**Brief:** Total the lines of the listing below that hold the word "apply". Output nothing except that number.

**The input:**
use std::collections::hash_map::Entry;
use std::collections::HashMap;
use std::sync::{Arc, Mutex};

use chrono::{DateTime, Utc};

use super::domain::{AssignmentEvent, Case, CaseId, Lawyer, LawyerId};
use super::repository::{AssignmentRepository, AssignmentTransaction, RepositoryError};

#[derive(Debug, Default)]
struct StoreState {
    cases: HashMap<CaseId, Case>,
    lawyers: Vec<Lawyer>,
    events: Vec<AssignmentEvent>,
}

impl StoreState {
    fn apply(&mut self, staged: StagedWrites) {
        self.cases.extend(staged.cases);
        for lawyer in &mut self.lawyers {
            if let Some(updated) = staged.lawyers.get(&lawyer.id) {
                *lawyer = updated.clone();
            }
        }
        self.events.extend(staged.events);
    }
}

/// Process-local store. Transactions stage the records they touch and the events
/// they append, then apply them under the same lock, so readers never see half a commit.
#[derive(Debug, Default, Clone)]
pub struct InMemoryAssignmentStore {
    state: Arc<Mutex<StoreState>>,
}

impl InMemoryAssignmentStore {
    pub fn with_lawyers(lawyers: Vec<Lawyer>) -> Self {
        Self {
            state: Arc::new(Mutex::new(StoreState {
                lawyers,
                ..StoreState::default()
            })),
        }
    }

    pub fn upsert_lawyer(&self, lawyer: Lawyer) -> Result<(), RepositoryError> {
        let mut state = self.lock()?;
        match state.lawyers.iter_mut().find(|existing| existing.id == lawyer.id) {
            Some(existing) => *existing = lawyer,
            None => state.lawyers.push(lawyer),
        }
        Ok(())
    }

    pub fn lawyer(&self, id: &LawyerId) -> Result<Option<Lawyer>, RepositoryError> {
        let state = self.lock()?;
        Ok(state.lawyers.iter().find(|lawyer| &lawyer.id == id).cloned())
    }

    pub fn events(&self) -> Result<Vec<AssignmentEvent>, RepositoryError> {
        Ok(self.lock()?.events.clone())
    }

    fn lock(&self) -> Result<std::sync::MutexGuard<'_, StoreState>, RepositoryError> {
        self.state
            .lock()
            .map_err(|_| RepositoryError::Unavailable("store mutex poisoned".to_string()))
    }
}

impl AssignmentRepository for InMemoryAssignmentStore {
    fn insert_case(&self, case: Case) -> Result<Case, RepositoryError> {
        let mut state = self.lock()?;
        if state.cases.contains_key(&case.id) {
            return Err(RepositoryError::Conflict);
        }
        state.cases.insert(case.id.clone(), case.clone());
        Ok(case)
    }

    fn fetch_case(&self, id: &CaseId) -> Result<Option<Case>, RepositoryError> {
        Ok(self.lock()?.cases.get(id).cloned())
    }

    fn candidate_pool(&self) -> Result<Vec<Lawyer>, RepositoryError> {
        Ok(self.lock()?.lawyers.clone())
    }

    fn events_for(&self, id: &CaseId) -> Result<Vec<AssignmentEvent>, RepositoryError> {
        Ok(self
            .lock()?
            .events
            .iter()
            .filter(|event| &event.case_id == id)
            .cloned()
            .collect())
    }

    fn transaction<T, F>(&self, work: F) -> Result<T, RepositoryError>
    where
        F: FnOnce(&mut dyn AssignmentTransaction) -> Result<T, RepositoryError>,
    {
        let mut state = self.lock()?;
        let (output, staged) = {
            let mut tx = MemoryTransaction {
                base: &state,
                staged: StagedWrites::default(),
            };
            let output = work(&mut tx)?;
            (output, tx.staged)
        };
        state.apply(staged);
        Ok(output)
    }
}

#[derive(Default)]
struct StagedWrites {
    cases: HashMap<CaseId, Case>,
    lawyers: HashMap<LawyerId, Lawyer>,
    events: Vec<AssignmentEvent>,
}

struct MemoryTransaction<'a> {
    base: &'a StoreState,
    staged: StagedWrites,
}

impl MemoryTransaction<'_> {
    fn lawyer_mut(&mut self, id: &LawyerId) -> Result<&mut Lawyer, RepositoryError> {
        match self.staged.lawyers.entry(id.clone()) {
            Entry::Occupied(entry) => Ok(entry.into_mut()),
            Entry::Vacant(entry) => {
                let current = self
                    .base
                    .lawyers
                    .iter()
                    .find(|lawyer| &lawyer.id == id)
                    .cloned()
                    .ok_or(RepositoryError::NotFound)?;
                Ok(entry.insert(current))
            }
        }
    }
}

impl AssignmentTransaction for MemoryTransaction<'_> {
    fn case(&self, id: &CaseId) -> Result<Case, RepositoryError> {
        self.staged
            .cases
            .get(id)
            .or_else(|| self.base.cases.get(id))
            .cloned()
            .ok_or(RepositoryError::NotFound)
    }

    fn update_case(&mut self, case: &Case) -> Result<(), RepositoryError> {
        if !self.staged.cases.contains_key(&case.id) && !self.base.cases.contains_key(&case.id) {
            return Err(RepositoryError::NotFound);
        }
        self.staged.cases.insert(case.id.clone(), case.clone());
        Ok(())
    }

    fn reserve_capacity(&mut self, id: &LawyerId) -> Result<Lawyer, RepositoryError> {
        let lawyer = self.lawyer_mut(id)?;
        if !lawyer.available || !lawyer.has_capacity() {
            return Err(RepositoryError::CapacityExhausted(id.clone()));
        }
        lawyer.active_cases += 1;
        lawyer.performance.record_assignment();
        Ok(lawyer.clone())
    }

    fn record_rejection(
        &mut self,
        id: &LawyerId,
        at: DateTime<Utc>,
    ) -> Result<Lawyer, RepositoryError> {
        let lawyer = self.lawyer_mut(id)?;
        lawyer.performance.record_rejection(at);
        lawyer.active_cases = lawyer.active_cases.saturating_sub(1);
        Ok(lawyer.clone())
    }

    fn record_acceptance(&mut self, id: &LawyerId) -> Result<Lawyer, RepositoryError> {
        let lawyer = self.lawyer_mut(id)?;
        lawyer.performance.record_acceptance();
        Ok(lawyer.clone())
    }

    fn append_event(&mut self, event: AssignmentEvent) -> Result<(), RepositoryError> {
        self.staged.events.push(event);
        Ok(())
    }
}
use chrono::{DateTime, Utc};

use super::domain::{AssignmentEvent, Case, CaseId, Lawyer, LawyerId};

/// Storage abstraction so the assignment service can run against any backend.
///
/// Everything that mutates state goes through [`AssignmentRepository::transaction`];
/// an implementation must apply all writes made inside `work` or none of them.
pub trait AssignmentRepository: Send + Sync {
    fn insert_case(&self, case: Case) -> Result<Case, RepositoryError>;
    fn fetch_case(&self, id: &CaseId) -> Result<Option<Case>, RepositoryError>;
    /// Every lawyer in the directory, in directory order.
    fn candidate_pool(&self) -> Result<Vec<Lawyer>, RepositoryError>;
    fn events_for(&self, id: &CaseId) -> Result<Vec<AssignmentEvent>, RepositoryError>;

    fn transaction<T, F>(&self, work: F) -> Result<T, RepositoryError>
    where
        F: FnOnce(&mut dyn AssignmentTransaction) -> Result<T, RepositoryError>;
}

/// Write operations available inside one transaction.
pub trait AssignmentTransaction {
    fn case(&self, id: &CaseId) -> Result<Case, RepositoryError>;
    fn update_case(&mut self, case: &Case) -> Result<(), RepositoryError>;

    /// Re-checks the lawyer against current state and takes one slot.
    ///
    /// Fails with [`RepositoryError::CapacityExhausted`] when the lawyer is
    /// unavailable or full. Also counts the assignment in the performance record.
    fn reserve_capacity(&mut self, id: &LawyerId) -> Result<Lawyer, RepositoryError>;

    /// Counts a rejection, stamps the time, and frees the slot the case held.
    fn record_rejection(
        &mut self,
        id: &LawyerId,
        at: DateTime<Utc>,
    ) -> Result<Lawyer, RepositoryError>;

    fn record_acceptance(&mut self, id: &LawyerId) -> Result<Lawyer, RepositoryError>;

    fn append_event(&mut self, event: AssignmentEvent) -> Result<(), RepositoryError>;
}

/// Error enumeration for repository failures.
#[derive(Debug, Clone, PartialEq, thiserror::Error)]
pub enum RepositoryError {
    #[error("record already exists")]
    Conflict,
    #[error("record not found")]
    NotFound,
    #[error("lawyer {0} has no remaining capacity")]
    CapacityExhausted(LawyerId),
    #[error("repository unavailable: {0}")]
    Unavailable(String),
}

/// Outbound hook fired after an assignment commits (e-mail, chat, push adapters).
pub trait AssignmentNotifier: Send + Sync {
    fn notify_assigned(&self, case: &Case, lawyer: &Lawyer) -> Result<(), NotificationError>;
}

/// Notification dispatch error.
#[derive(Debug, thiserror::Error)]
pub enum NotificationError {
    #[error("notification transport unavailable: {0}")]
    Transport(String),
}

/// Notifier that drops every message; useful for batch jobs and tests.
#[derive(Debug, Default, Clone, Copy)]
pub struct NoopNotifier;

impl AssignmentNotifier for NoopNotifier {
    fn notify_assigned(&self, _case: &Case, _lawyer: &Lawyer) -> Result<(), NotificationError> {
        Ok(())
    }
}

**Task solution:** 4